By Paul Osborn
Directed by Donna Lurther Wright
September 14, 15, 1 and 17, 1995
Greensboro Center
Featuring – Alice Carol Caldwell, Price Caldwell, Debbie Dunaway, Madeline Golden, Terry Reese McDowell, Nelson Westmoreland, Marsha Williams, Robert Wolverton, and Joe Wright
A comedy about life in small-town American circa 1922, Morning's at Seven is a story of a western family whose manners and family loyalties are tested when one of them brings his long-time girlfriend home to meet the folks.
The Gibb sisters and their men have been living a little too close to each other for about a half-century. They are the steady Cora, married to the perennially jolly Thor; the long-suffering Ida, married to pathetic Carl; the nosy, flame-haired maiden aunt Aaronetta; and Esther, the eldest, married an amazing 50 years to the priggish David.
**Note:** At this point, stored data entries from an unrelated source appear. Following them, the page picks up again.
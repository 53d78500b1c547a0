//! Workflow reconciliation
//!
//! For one (repository, version branch) pair:
//! 1. render the workflow
//! 2. read the committed workflow on the version branch
//! 3. stop if both are equal
//! 4. ensure the working branch for that version exists, forking it from the
//!    version branch
//! 5. write the workflow on the working branch
//! 6. ensure a pull request from the working branch into the version branch
//!
//! In check mode every mutating call is skipped while the same decisions are
//! taken and logged. Skipped branches, writes and pull requests are kept in a
//! ledger so later pairs of the run see them as a real run would.

use std::collections::{BTreeMap, BTreeSet};
use std::sync::{Mutex, MutexGuard};
use std::time::Duration;

use tracing::{debug, info};

use crate::config::BaseProjectConfig;
use crate::domain::{AggregatedProject, SyncOutcome, SyncReport};
use crate::error::{GatewayError, ReconcileError};
use crate::gateway::{FileWrite, NewPullRequest, RemoteFile, RepositoryGateway};
use crate::render::{TemplateVariables, ToolVersions, WorkflowRenderer};

/// Default commit message for workflow writes
pub const DEFAULT_COMMIT_MESSAGE: &str = "Updated GitHub workflow";

/// Placeholder replaced by the version branch in the working branch name
pub const VERSION_PLACEHOLDER: &str = "{version}";

/// Per-run reconciliation settings
#[derive(Debug, Clone, PartialEq, Eq)]
pub struct SyncSettings {
    /// Working branch name, resolved per version branch by [`SyncSettings::branch_for`]
    pub working_branch: String,
    /// Commit message for file writes
    pub commit_message: String,
    /// Skip every mutating call
    pub check: bool,
    /// Pause after each mutating call
    pub cooldown: Duration,
}

impl SyncSettings {
    pub fn new(working_branch: impl Into<String>) -> Self {
        Self {
            working_branch: working_branch.into(),
            commit_message: DEFAULT_COMMIT_MESSAGE.to_string(),
            check: false,
            cooldown: Duration::ZERO,
        }
    }

    pub fn with_commit_message(mut self, message: impl Into<String>) -> Self {
        self.commit_message = message.into();
        self
    }

    pub fn with_check(mut self, check: bool) -> Self {
        self.check = check;
        self
    }

    pub fn with_cooldown(mut self, cooldown: Duration) -> Self {
        self.cooldown = cooldown;
        self
    }

    /// Working branch that proposes changes to `version`.
    ///
    /// A `{version}` placeholder is replaced; without one the version is
    /// appended, so every version branch gets its own pull request head.
    ///
    /// ```
    /// use workflow_sync::reconcile::SyncSettings;
    ///
    /// assert_eq!(SyncSettings::new("fix/wf").branch_for("2.x"), "fix/wf-2.x");
    /// assert_eq!(SyncSettings::new("wf/{version}/x").branch_for("2.x"), "wf/2.x/x");
    /// ```
    pub fn branch_for(&self, version: &str) -> String {
        if self.working_branch.contains(VERSION_PLACEHOLDER) {
            self.working_branch.replace(VERSION_PLACEHOLDER, version)
        } else {
            format!("{}-{}", self.working_branch, version)
        }
    }
}

/// Mutations a check run skipped, keyed by repository
#[derive(Debug, Default)]
struct PlannedChanges {
    /// (repo, branch)
    branches: BTreeSet<(String, String)>,
    /// (repo, branch, path) to content
    files: BTreeMap<(String, String, String), String>,
    /// (repo, base, head)
    pull_requests: BTreeSet<(String, String, String)>,
}

fn branch_key(repo: &str, branch: &str) -> (String, String) {
    (repo.to_string(), branch.to_string())
}

fn ref_key(repo: &str, a: &str, b: &str) -> (String, String, String) {
    (repo.to_string(), a.to_string(), b.to_string())
}

/// Brings one workflow file per (repository, branch) in line with its template.
///
/// One reconciler serves a whole run; in check mode it remembers what it
/// would have changed.
pub struct Reconciler<'a> {
    gateway: &'a dyn RepositoryGateway,
    renderer: &'a dyn WorkflowRenderer,
    tool_versions: ToolVersions,
    settings: SyncSettings,
    planned: Mutex<PlannedChanges>,
}

impl<'a> Reconciler<'a> {
    pub fn new(
        gateway: &'a dyn RepositoryGateway,
        renderer: &'a dyn WorkflowRenderer,
        tool_versions: ToolVersions,
        settings: SyncSettings,
    ) -> Self {
        Self {
            gateway,
            renderer,
            tool_versions,
            settings,
            planned: Mutex::new(PlannedChanges::default()),
        }
    }

    pub fn settings(&self) -> &SyncSettings {
        &self.settings
    }

    /// Reconcile the workflow of `project` for the base project `base`
    pub async fn reconcile(
        &self,
        base: &BaseProjectConfig,
        project: &AggregatedProject,
    ) -> Result<SyncReport, ReconcileError> {
        let repo = project.repo.as_str();
        let version = project.branch.as_str();
        let working = self.settings.branch_for(version);
        let mut report = SyncReport::new(repo, project.branch.clone());

        let variables = TemplateVariables::new(&base.name, project, &self.tool_versions);
        let workflow = self
            .renderer
            .render(&base.template, &variables)
            .map_err(|source| ReconcileError::Render {
                repo: repo.to_string(),
                source,
            })?;

        let existing = self
            .fetch_file(repo, &base.workflow_file, version)
            .await
            .map_err(|e| ReconcileError::gateway("fetch workflow", repo, version, e))?;
        if existing.as_ref().is_some_and(|file| file.content == workflow) {
            info!("OK {} ({})", repo, version);
            report.record(SyncOutcome::Unchanged);
            return Ok(report);
        }

        let created = self.ensure_working_branch(repo, version, &working).await?;
        let on_working = if created {
            report.record(SyncOutcome::CreatedBranch);
            existing
        } else {
            self.fetch_working_file(repo, &base.workflow_file, &working)
                .await
                .map_err(|e| ReconcileError::gateway("fetch workflow", repo, &working, e))?
        };

        if let Some(outcome) = self
            .write_workflow(repo, &working, &base.workflow_file, &workflow, on_working)
            .await?
        {
            report.record(outcome);
        }

        let title = format!(
            "Update {} workflow on {} branch",
            base.workflow_file, version
        );
        let body = format!(
            "Regenerated `{}` from the `{}` template for {} {}.",
            base.workflow_file,
            base.template,
            base.name,
            variables.base_versions.join(", ")
        );
        let pull_request = NewPullRequest {
            base: version,
            head: &working,
            title: &title,
            body: &body,
        };
        report.record(self.ensure_pull_request(repo, pull_request).await?);

        Ok(report)
    }

    /// Read a file, mapping absence to `None`
    async fn fetch_file(
        &self,
        repo: &str,
        path: &str,
        git_ref: &str,
    ) -> Result<Option<RemoteFile>, GatewayError> {
        match self.gateway.get_file(repo, path, git_ref).await {
            Ok(file) => Ok(Some(file)),
            Err(e) if e.is_not_found() => Ok(None),
            Err(e) => Err(e),
        }
    }

    /// Read a file on the working branch, including writes skipped in check mode
    async fn fetch_working_file(
        &self,
        repo: &str,
        path: &str,
        working: &str,
    ) -> Result<Option<RemoteFile>, GatewayError> {
        if self.settings.check {
            let planned = self.planned();
            if let Some(content) = planned.files.get(&ref_key(repo, working, path)) {
                return Ok(Some(RemoteFile {
                    content: content.clone(),
                    sha: String::new(),
                }));
            }
            if planned.branches.contains(&branch_key(repo, working)) {
                return Ok(None);
            }
        }
        self.fetch_file(repo, path, working).await
    }

    /// Returns true if the working branch was (or in check mode would be) created
    async fn ensure_working_branch(
        &self,
        repo: &str,
        version: &str,
        working: &str,
    ) -> Result<bool, ReconcileError> {
        if self.settings.check && self.planned().branches.contains(&branch_key(repo, working)) {
            return Ok(false);
        }
        match self.gateway.get_branch_head(repo, working).await {
            Ok(_) => return Ok(false),
            Err(e) if e.is_not_found() => {}
            Err(e) => {
                return Err(ReconcileError::gateway(
                    "read working branch",
                    repo,
                    working,
                    e,
                ))
            }
        }

        let sha = match self.gateway.get_branch_head(repo, version).await {
            Ok(sha) => sha,
            Err(e) if e.is_not_found() => {
                return Err(ReconcileError::SourceBranchMissing {
                    repo: repo.to_string(),
                    branch: version.to_string(),
                })
            }
            Err(e) => {
                return Err(ReconcileError::gateway(
                    "read source branch",
                    repo,
                    version,
                    e,
                ))
            }
        };

        if self.settings.check {
            self.planned().branches.insert(branch_key(repo, working));
        } else {
            self.gateway
                .create_branch(repo, working, &sha)
                .await
                .map_err(|e| ReconcileError::gateway("create branch", repo, working, e))?;
            self.cooldown().await;
        }
        info!("{}Created {} branch in {}", self.prefix(), working, repo);
        Ok(true)
    }

    /// Write the workflow on the working branch given its current file there
    async fn write_workflow(
        &self,
        repo: &str,
        working: &str,
        path: &str,
        workflow: &str,
        current: Option<RemoteFile>,
    ) -> Result<Option<SyncOutcome>, ReconcileError> {
        let write = FileWrite {
            path,
            content: workflow,
            message: &self.settings.commit_message,
            branch: working,
        };

        let outcome = match current {
            Some(file) if file.content == workflow => {
                debug!("Workflow in {} is already current on the {} branch", repo, working);
                return Ok(None);
            }
            Some(file) => {
                if !self.settings.check {
                    self.gateway
                        .update_file(repo, write, &file.sha)
                        .await
                        .map_err(|e| ReconcileError::gateway("update file", repo, working, e))?;
                    self.cooldown().await;
                }
                info!(
                    "{}Updated workflow in {} on the {} branch",
                    self.prefix(),
                    repo,
                    working
                );
                SyncOutcome::UpdatedFile
            }
            None => {
                if !self.settings.check {
                    self.gateway
                        .create_file(repo, write)
                        .await
                        .map_err(|e| ReconcileError::gateway("create file", repo, working, e))?;
                    self.cooldown().await;
                }
                info!(
                    "{}Created workflow in {} on the {} branch",
                    self.prefix(),
                    repo,
                    working
                );
                SyncOutcome::CreatedFile
            }
        };

        if self.settings.check {
            self.planned()
                .files
                .insert(ref_key(repo, working, path), workflow.to_string());
        }
        Ok(Some(outcome))
    }

    /// Open a pull request unless one between the same refs is already open
    async fn ensure_pull_request(
        &self,
        repo: &str,
        pull_request: NewPullRequest<'_>,
    ) -> Result<SyncOutcome, ReconcileError> {
        let (base, head) = (pull_request.base, pull_request.head);
        let key = ref_key(repo, base, head);
        if self.settings.check && self.planned().pull_requests.contains(&key) {
            info!("(check) Pull request already proposed in {}", repo);
            return Ok(SyncOutcome::PullRequestAlreadyOpen);
        }

        let open = self
            .gateway
            .list_open_pull_requests(repo, base, head)
            .await
            .map_err(|e| ReconcileError::gateway("list pull requests", repo, base, e))?;

        if let Some(pr) = open.first() {
            info!("Pull request #{} already open in {}", pr.number, repo);
            return Ok(SyncOutcome::PullRequestAlreadyOpen);
        }

        if self.settings.check {
            self.planned().pull_requests.insert(key);
        } else {
            let created = self
                .gateway
                .create_pull_request(repo, pull_request)
                .await
                .map_err(|e| ReconcileError::gateway("create pull request", repo, base, e))?;
            debug!("Opened {}", created.url);
            self.cooldown().await;
        }
        info!("{}Created pull request in {}", self.prefix(), repo);
        Ok(SyncOutcome::OpenedPullRequest)
    }

    fn planned(&self) -> MutexGuard<'_, PlannedChanges> {
        self.planned.lock().unwrap_or_else(|e| e.into_inner())
    }

    async fn cooldown(&self) {
        if !self.settings.cooldown.is_zero() {
            tokio::time::sleep(self.settings.cooldown).await;
        }
    }

    fn prefix(&self) -> &'static str {
        if self.settings.check {
            "(check) "
        } else {
            ""
        }
    }
}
When the play opens, Homer, the son of Carl and Ida, 40 years old and still living at home, is finally bringing his fiancee of seven years -- he'd been dating her, sort of, for 12 -- to meet the folks. The folks, of course, are thrilled, for nothing much has happened for decades. They are enchanted with Myrtle, and she with them.
So what's the problem? For one thing Homer has an appalling case of arrested pre-adolescence; the thought of sex so terrifies him that he can't believe his ears when Ida suggests installing a double bed for him and Myrtle. Myrtle is also hardly more than a child; at 39 she gushes to one and all like a teenager with a crush. "I've never had so many people be so nice to me all at once!" she bubbles. But 24 hours with the Gibb sisters teach her that the men in the family can be rolled like dice, and she soon has no problem taking advantage of Homer's ignorance of the facts of life.